Assignment
From the entries below, copy every line that holds the word "Selic".
++++ Supplied information
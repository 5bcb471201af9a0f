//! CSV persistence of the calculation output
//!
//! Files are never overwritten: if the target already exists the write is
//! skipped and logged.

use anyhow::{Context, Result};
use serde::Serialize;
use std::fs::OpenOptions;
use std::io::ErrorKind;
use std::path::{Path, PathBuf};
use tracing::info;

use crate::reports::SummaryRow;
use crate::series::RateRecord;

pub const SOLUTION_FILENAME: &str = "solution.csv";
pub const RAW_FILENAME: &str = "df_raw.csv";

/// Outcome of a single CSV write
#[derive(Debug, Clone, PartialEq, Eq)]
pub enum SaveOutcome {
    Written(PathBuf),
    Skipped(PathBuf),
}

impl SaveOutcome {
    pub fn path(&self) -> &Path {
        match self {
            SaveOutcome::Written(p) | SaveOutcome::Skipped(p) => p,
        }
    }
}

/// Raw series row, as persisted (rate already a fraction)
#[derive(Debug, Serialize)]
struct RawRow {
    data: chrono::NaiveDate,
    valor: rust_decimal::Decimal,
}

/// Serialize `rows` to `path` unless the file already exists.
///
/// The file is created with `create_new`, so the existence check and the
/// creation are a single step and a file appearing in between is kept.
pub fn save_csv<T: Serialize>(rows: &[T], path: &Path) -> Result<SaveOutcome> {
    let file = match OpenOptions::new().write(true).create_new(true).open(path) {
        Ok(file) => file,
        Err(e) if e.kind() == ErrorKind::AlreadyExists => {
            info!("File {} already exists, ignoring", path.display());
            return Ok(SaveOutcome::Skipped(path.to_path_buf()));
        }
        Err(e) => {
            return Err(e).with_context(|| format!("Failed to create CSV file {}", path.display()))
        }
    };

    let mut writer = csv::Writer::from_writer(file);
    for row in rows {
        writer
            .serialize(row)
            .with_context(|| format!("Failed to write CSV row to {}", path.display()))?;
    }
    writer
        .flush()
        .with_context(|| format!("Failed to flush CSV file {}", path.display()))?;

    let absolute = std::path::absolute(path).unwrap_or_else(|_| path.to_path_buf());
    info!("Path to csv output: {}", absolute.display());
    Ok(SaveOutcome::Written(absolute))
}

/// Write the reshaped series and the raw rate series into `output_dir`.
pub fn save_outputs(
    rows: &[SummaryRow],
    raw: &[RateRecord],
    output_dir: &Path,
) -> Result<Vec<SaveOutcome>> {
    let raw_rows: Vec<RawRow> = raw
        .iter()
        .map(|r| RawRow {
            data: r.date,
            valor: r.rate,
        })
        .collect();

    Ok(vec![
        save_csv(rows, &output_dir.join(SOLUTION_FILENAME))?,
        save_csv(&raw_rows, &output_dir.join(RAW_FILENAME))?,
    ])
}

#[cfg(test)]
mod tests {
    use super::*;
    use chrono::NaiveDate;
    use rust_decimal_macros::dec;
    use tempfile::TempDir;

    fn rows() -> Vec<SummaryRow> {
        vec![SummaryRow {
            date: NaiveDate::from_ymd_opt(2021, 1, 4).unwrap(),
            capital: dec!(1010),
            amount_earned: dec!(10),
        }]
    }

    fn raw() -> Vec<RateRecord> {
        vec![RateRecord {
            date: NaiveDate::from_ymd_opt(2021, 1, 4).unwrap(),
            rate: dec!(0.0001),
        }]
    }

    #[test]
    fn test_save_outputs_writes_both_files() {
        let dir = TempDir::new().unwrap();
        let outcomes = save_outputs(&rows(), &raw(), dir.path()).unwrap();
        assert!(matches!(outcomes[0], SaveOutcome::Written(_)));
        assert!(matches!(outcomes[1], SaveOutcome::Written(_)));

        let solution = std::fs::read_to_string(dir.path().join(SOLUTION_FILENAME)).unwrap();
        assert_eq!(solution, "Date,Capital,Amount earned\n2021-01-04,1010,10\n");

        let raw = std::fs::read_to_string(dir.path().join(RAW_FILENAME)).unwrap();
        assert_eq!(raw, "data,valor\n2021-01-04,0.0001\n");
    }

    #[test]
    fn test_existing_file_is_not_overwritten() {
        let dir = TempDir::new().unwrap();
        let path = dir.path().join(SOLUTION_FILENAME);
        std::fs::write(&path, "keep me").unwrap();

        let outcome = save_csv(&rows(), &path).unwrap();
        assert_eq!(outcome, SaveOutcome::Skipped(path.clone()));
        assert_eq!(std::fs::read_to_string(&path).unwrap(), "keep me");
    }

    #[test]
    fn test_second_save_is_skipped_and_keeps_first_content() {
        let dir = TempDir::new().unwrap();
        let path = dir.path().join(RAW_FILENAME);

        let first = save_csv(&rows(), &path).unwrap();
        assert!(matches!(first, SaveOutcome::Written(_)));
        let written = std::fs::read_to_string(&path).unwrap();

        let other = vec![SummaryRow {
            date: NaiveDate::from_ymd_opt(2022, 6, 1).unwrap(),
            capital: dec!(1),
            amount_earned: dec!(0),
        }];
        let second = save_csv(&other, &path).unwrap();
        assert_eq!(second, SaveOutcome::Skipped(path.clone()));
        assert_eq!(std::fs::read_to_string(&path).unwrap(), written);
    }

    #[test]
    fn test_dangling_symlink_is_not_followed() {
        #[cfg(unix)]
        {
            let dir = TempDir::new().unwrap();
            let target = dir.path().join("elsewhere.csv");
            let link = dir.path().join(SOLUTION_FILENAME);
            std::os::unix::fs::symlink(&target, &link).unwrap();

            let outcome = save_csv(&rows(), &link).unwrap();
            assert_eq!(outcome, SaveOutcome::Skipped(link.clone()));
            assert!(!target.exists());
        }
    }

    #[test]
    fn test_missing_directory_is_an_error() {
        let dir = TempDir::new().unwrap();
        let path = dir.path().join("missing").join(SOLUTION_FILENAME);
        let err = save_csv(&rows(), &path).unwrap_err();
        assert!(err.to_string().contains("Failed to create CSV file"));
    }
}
++++++++
++++ Supplied information
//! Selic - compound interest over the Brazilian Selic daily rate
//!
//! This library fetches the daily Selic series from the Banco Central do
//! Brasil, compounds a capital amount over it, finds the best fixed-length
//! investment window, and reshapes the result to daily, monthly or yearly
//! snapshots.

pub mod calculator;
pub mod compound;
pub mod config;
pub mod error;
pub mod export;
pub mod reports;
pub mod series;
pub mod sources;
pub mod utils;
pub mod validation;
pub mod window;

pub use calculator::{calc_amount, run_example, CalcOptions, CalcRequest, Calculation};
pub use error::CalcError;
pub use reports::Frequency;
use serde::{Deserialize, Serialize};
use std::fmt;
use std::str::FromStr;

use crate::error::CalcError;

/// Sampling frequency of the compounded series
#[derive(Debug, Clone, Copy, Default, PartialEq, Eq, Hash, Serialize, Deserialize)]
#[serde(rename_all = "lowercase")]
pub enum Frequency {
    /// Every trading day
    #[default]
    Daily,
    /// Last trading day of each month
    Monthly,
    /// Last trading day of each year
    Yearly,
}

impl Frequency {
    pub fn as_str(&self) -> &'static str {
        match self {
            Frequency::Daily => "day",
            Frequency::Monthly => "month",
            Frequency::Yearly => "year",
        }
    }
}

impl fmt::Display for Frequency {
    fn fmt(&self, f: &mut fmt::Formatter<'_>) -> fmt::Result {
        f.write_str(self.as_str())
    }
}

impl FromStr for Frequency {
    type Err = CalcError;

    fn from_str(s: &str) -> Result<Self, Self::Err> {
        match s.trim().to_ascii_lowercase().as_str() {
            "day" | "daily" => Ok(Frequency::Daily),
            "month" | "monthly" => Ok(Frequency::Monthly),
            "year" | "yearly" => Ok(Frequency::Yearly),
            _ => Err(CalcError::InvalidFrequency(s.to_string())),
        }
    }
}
++++++++
++++ Supplied information
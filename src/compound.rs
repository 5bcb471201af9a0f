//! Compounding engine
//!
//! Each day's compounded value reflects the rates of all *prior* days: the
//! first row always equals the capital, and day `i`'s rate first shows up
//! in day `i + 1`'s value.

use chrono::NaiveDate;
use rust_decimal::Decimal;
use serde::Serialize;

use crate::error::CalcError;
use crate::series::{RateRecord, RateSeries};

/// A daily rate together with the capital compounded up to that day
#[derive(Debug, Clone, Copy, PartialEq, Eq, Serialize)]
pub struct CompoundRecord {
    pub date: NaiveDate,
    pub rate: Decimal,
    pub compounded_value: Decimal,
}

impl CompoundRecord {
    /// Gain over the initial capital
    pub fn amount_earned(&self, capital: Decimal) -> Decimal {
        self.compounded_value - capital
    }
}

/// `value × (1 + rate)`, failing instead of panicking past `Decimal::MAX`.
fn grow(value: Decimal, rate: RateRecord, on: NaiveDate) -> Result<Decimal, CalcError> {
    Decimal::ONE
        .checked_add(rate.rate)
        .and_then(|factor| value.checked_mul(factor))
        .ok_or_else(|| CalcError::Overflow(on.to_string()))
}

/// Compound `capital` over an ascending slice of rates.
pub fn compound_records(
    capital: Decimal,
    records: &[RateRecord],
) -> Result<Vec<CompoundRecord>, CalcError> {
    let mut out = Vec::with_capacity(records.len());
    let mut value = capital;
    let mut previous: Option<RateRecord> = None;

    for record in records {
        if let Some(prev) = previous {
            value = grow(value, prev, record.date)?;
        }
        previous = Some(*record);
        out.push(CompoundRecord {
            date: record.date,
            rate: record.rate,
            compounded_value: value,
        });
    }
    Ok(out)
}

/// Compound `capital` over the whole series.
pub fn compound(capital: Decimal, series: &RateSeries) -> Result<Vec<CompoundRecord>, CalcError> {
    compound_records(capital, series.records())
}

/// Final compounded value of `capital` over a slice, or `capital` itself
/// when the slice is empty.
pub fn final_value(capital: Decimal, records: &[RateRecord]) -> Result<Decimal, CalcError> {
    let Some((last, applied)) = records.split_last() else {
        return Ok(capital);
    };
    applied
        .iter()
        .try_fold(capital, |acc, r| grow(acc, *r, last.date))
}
++++++++
Response to the task
//! Selic - compound interest over the Brazilian Selic daily rate
//! This library fetches the daily Selic series from the Banco Central do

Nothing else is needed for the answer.